メタバースの「スパ」でととのう 湯気もリアル、没入感たっぷり世界の作り方
無料で使えるメタバース(仮想空間)プラットフォーム「VRChat」(VRC)には、個人ユーザーが制作した「ワールド」(メタバース内の世界)が多数公開されている。訪れたユーザーは3D空間内のゲームで遊んだり、写真撮影を楽しんだりできる。
VRChatユーザーの「みきねる」さんは2023年1月25日、「Project SPA」というワールドを一般公開した。ホテルやスーパー銭湯の大浴場のような空間だ。ワールドづくりのモチベーションや、意識しているポイントについて、本人を取材した。
現実の「あるある」を詰め込む
「Project SPA」に入ると、まず脱衣所が目の前に広がる。衣服用のカゴを備えた棚、鏡の付いた洗面所、鍵のささったロッカーや体重計と、公共の浴場でよく見かけるアイテムが3Dモデルとして備えられている。

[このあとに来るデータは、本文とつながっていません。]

//! Fit Battler CLI - Migrations, seeding and poll management.
//!
//! # Usage
//!
//! ```bash
//! # Run PostgreSQL migrations
//! fb-cli migrate
//!
//! # Load seed data (catalog, polls, saved fits) into the configured store
//! fb-cli seed ./data/seed
//!
//! # Publish a poll
//! fb-cli --user alice poll create -d "Brunch fit?" --fit-a i1,i2,i3 --fit-b i4,i5,i6
//!
//! # Vote on the newest open poll you have not voted on
//! fb-cli --user bob poll next
//! fb-cli --user bob poll vote <POLL_ID> a
//! ```
//!
//! # Commands
//!
//! - `migrate` - Run database migrations
//! - `seed` - Load catalog, polls and saved fits from JSON or YAML
//! - `poll` - Create, inspect, vote on and close polls
//! - `save` - Toggle and list saved fits
//! - `comment` - Comment on fits
//! - `catalog` - Search the item catalog
//!
//! The store is chosen by `FIT_BATTLER_STORE` (`json` by default, writing to
//! `FIT_BATTLER_DATA_DIR`).

#![cfg_attr(not(test), forbid(unsafe_code))]

use std::path::PathBuf;

use clap::{Parser, Subcommand};
use sentry::integrations::tracing as sentry_tracing;
use tracing_subscriber::{layer::SubscriberExt, util::SubscriberInitExt};

use fit_battler_core::{Choice, FitId, PollId, UserId};
use fit_battler_engine::BattlerConfig;

mod commands;
mod output;

#[derive(Parser)]
#[command(name = "fb-cli")]
#[command(author, version, about = "Fit Battler CLI tools")]
struct Cli {
    /// Acting user ID
    #[arg(long, global = true, env = "FIT_BATTLER_USER", default_value = "user_local")]
    user: String,

    #[command(subcommand)]
    command: Commands,
}

#[derive(Subcommand)]
enum Commands {
    /// Run database migrations
    Migrate,
    /// Load seed data into the configured store
    Seed {
        /// Seed directory (catalog / polls / saved files) or a single seed file
        path: PathBuf,
    },
    /// Publish, inspect and vote on polls
    Poll {
        #[command(subcommand)]
        action: PollAction,
    },
    /// Manage saved fits
    Save {
        #[command(subcommand)]
        action: SaveAction,
    },
    /// Comment on fits
    Comment {
        #[command(subcommand)]
        action: CommentAction,
    },
    /// Browse the item catalog
    Catalog {
        #[command(subcommand)]
        action: CatalogAction,
    },
}

#[derive(Subcommand)]
enum PollAction {
    /// Publish a new poll
    Create {
        /// What the author is asking voters
        #[arg(short, long)]
        description: String,

        /// Comma-separated item IDs for fit A
        #[arg(long, value_delimiter = ',', required = true)]
        fit_a: Vec<String>,

        /// Comma-separated item IDs for fit B
        #[arg(long, value_delimiter = ',', required = true)]
        fit_b: Vec<String>,

        /// Display name for fit A
        #[arg(long, default_value = "")]
        name_a: String,

        /// Display name for fit B
        #[arg(long, default_value = "")]
        name_b: String,
    },
    /// Show a poll with its items resolved against the catalog
    Show { poll_id: PollId },
    /// List the most recent polls
    Recent {
        #[arg(short, long)]
        limit: Option<usize>,
    },
    /// Show the newest open poll the user has not voted on
    Next {
        /// Publish a random battle from the catalog when none is left
        #[arg(long)]
        synthesize: bool,
    },
    /// Vote for fit A or B
    Vote { poll_id: PollId, choice: Choice },
    /// Close a poll to further votes
    Close { poll_id: PollId },
}

#[derive(Subcommand)]
enum SaveAction {
    /// Save a fit, or remove it if already saved
    Toggle { poll_id: PollId, fit_id: FitId },
    /// List the user's saved fits, newest first
    List,
}

#[derive(Subcommand)]
enum CommentAction {
    /// Comment on a fit
    Add { fit_id: FitId, body: String },
    /// List comments on a fit, oldest first
    List { fit_id: FitId },
}

#[derive(Subcommand)]
enum CatalogAction {
    /// Search items, falling back to popular items
    Search {
        query: String,

        #[arg(short, long, default_value_t = 20)]
        limit: usize,
    },
}

/// Initialize Sentry error tracking and return guard that must be kept alive.
fn init_sentry(config: &BattlerConfig) -> Option<sentry::ClientInitGuard> {
    let dsn = config.sentry_dsn.as_ref()?;

    let guard = sentry::init((
        dsn.as_str(),
        sentry::ClientOptions {
            release: sentry::release_name!(),
            attach_stacktrace: true,
            ..Default::default()
        },
    ));

    tracing::info!("Sentry initialized");
    Some(guard)
}

/// Filter tracing events to Sentry event types.
fn sentry_event_filter(metadata: &tracing::Metadata<'_>) -> sentry_tracing::EventFilter {
    match *metadata.level() {
        tracing::Level::ERROR | tracing::Level::WARN => sentry_tracing::EventFilter::Event,
        tracing::Level::INFO | tracing::Level::DEBUG => sentry_tracing::EventFilter::Breadcrumb,
        _ => sentry_tracing::EventFilter::Ignore,
    }
}

fn init_tracing() {
    let env_filter = tracing_subscriber::EnvFilter::try_from_default_env()
        .unwrap_or_else(|_| "fit_battler=info,fb_cli=info".into());

    tracing_subscriber::registry()
        .with(env_filter)
        .with(tracing_subscriber::fmt::layer().with_writer(std::io::stderr))
        .with(sentry_tracing::layer().event_filter(sentry_event_filter))
        .init();
}

#[tokio::main]
async fn main() {
    let cli = Cli::parse();

    let config = match BattlerConfig::from_env() {
        Ok(config) => config,
        Err(e) => {
            init_tracing();
            tracing::error!("Invalid configuration: {e}");
            std::process::exit(1);
        }
    };

    // Sentry must be initialized before the tracing subscriber
    let sentry_guard = init_sentry(&config);
    init_tracing();

    let result: Result<(), Box<dyn std::error::Error>> = run(cli, &config).await;

    if let Err(e) = result {
        tracing::error!("Command failed: {e}");
        drop(sentry_guard);
        std::process::exit(1);
    }
}

async fn run(cli: Cli, config: &BattlerConfig) -> Result<(), Box<dyn std::error::Error>> {
    let user = UserId::new(cli.user);

    match cli.command {
        Commands::Migrate => commands::migrate::run(config).await?,
        Commands::Seed { path } => commands::seed::run(config, &path, &user).await?,
        Commands::Poll { action } => match action {
            PollAction::Create {
                description,
                fit_a,
                fit_b,
                name_a,
                name_b,
            } => {
                let draft = commands::poll::draft(description, (name_a, fit_a), (name_b, fit_b));
                commands::poll::create(config, &user, &draft).await?;
            }
            PollAction::Show { poll_id } => commands::poll::show(config, poll_id).await?,
            PollAction::Recent { limit } => commands::poll::recent(config, limit).await?,
            PollAction::Next { synthesize } => {
                commands::poll::next(config, &user, synthesize).await?;
            }
            PollAction::Vote { poll_id, choice } => {
                commands::poll::vote(config, &user, poll_id, choice).await?;
            }
            PollAction::Close { poll_id } => commands::poll::close(config, poll_id).await?,
        },
        Commands::Save { action } => match action {
            SaveAction::Toggle { poll_id, fit_id } => {
                commands::save::toggle(config, &user, poll_id, fit_id).await?;
            }
            SaveAction::List => commands::save::list(config, &user).await?,
        },
        Commands::Comment { action } => match action {
            CommentAction::Add { fit_id, body } => {
                commands::comment::add(config, &user, fit_id, &body).await?;
            }
            CommentAction::List { fit_id } => commands::comment::list(config, fit_id).await?,
        },
        Commands::Catalog { action } => match action {
            CatalogAction::Search { query, limit } => {
                commands::catalog::search(config, &query, limit).await?;
            }
        },
    }
    Ok(())
}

リアリティーや没入感のある空間を作るうえで、「『あるある』を詰め込むことが大事」とみきねるさんは話す。現実の施設にある細かい要素を取り入れ、3D上で表現して、目に入る「情報量」を増やすようにしているのだ。
Project Spaはもともと、「電脳の湯」という、VRChatユーザー同士で開催している雑談イベント用に作ったワールドだ。実はサウナ室と露天風呂も存在するが、一般公開版「Project SPA」だと「清掃中」との看板が掲げられて立ち入りできない。今回はサウナにも入らせてもらった。

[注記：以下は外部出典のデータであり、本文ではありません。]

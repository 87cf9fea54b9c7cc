//! Per-poll vote counts.

use serde::{Deserialize, Serialize};

use super::status::Choice;

/// Vote counts for both sides of a poll.
///
/// The sum of both sides equals the number of distinct users holding a vote
/// record for the poll.
#[derive(Debug, Clone, Copy, PartialEq, Eq, Hash, Default, Serialize, Deserialize)]
pub struct Tally {
    #[serde(rename = "A")]
    pub a: u64,
    #[serde(rename = "B")]
    pub b: u64,
}

impl Tally {
    /// Create a tally from explicit counts.
    #[must_use]
    pub const fn new(a: u64, b: u64) -> Self {
        Self { a, b }
    }

    /// Total number of votes cast.
    #[must_use]
    pub const fn total(&self) -> u64 {
        self.a.saturating_add(self.b)
    }

    /// Count for one side.
    #[must_use]
    pub const fn get(&self, choice: Choice) -> u64 {
        match choice {
            Choice::A => self.a,
            Choice::B => self.b,
        }
    }

    /// Return a copy with one more vote on `choice`.
    #[must_use]
    pub const fn incremented(self, choice: Choice) -> Self {
        match choice {
            Choice::A => Self::new(self.a.saturating_add(1), self.b),
            Choice::B => Self::new(self.a, self.b.saturating_add(1)),
        }
    }

    /// Per-side maximum of two tallies.
    ///
    /// Tallies only ever grow, so a reader merging an older and a newer view
    /// keeps whichever side has seen more votes.
    #[must_use]
    pub fn merge_monotonic(self, other: Self) -> Self {
        Self::new(self.a.max(other.a), self.b.max(other.b))
    }

    /// Rounded percentages `(a, b)` that always sum to 100.
    ///
    /// Returns `(0, 0)` when nobody has voted yet.
    #[must_use]
    pub fn percentages(&self) -> (u8, u8) {
        let total = self.total();
        if total == 0 {
            return (0, 0);
        }
        // Integer round-half-up of a * 100 / total
        let a_pct = (u128::from(self.a) * 200 + u128::from(total)) / (u128::from(total) * 2);
        let a_pct = u8::try_from(a_pct).unwrap_or(100);
        (a_pct, 100 - a_pct)
    }
}

#[cfg(test)]
mod tests {
    use super::*;

    #[test]
    fn test_percentages_empty() {
        assert_eq!(Tally::default().percentages(), (0, 0));
    }

    #[test]
    fn test_percentages_split() {
        assert_eq!(Tally::new(1, 1).percentages(), (50, 50));
        assert_eq!(Tally::new(1, 2).percentages(), (33, 67));
        assert_eq!(Tally::new(2, 1).percentages(), (67, 33));
        assert_eq!(Tally::new(3, 0).percentages(), (100, 0));
    }

    #[test]
    fn test_percentages_round_half_up() {
        // 1/8 = 12.5% rounds up to 13
        assert_eq!(Tally::new(1, 7).percentages(), (13, 87));
    }

    #[test]
    fn test_increment_and_total() {
        let tally = Tally::default()
            .incremented(Choice::A)
            .incremented(Choice::B)
            .incremented(Choice::A);
        assert_eq!(tally, Tally::new(2, 1));
        assert_eq!(tally.total(), 3);
        assert_eq!(tally.get(Choice::B), 1);
    }

    #[test]
    fn test_merge_monotonic() {
        let merged = Tally::new(3, 1).merge_monotonic(Tally::new(2, 4));
        assert_eq!(merged, Tally::new(3, 4));
    }

    #[test]
    fn test_serde_uses_side_names() {
        let json = serde_json::to_string(&Tally::new(1, 0)).unwrap_or_default();
        assert_eq!(json, r#"{"A":1,"B":0}"#);
    }
}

記事に掲載した写真ではわかりづらいが、サウナ内に入ると視界が白く曇り、ムワッとした熱気が伝わってくるかのようなリアルな演出がなされている。湿気の存在をユーザーに感じさせるため、照明の光が空気中の水分に反射する様子も表現している。細かい部分だが、没入感を持たせる工夫だ。
「例えば現実でサウナへ行ったとき『自分は今サウナに居る』という実感を、人間は何から得ているのか」。みきねるさんは、外出中や旅行中に訪れた施設や街の風景を注意深く観察し、「なぜそう見えるのか」を注意深く観察するようにしている。サウナの演出もこうした現実での観察を経て再現している。
観察により得た細かい視覚情報をCGで再現し、「『その場所にいる感』を演出するよう意識」しているとのことだ。現実のガラスを例にとると、完全に無色透明なわけではなく、ガラス同士を重ねるとやや緑色がかって見えることが多いという。VR上のサウナ室のドアのガラスもリアルにするため、ふちの部分を少し緑色に設定している。
フレンドの力も借りつつ
浴場エリアでは、それぞれの浴槽から湧き上がる湯気にこだわりが。「温度が高い風呂では『湯気多め』になる表現設定をしています」とみきねるさん。46.8度という設定の風呂ではモウモウと蒸気が立ち、近づくだけで「暑苦しい」と錯覚すら感じる。逆に水風呂では湯気は出てこず、ひんやりとした印象だ。
ワールド全体の形状といった基本設計は、みきねるさん自身が手がける。その中に「情報」を詰め込むうえで、細かい部分ではインターネット上で販売されている3Dモデルも活用。市販されていない物は自身が、あるいはフレンド(VRChat仲間)が制作するケースもある。例えば脱衣所のイスはフレンドの「まさし」さんが、温度計は「らぼ」さんが作った。
「人が集まる場所を作るのが好き」
みきねるさんは、VR関連コンテンツ作りが本業だ。ゲームエンジン(ゲームを制作できるソフトウエア)「Unity」を操作する「エンジニア」をしている。
新型コロナウイルス禍で在宅勤務を行うようになったなか、2021年8月からVRChatにのめりこみ、自然に「作りたい」とワールド制作をするようになった。VRChatでワールドを作るには上述の「Unity」の操作が必要だが、もともと仕事柄その知識もあった。
「Project SPA」のほか、ピアノコンサートホールのようなワールド「Project SmallMusicSpace」や、旅館を模したワールド「Project Wabisabi」など、23年1月31日時点で9か所のワールドを一般公開している。
特に「作っていて本当に楽しかった」のが、「敗北居酒屋かがさき」というワールドだ。もともと、メタバースイベントに入場可能な人数の制限で入れなかった人など、「何かに負けた人」が集まるというコンセプト。自身が作ったワールドのうち、最も他のユーザーに利用されている空間とのことだ。
みきねるさんは、「人が集まる場所を作るのが好き」と語る。自分のワールドの体験を通して他人が喜んだり、作りたいものが形になったりするとうれしいとのことだ。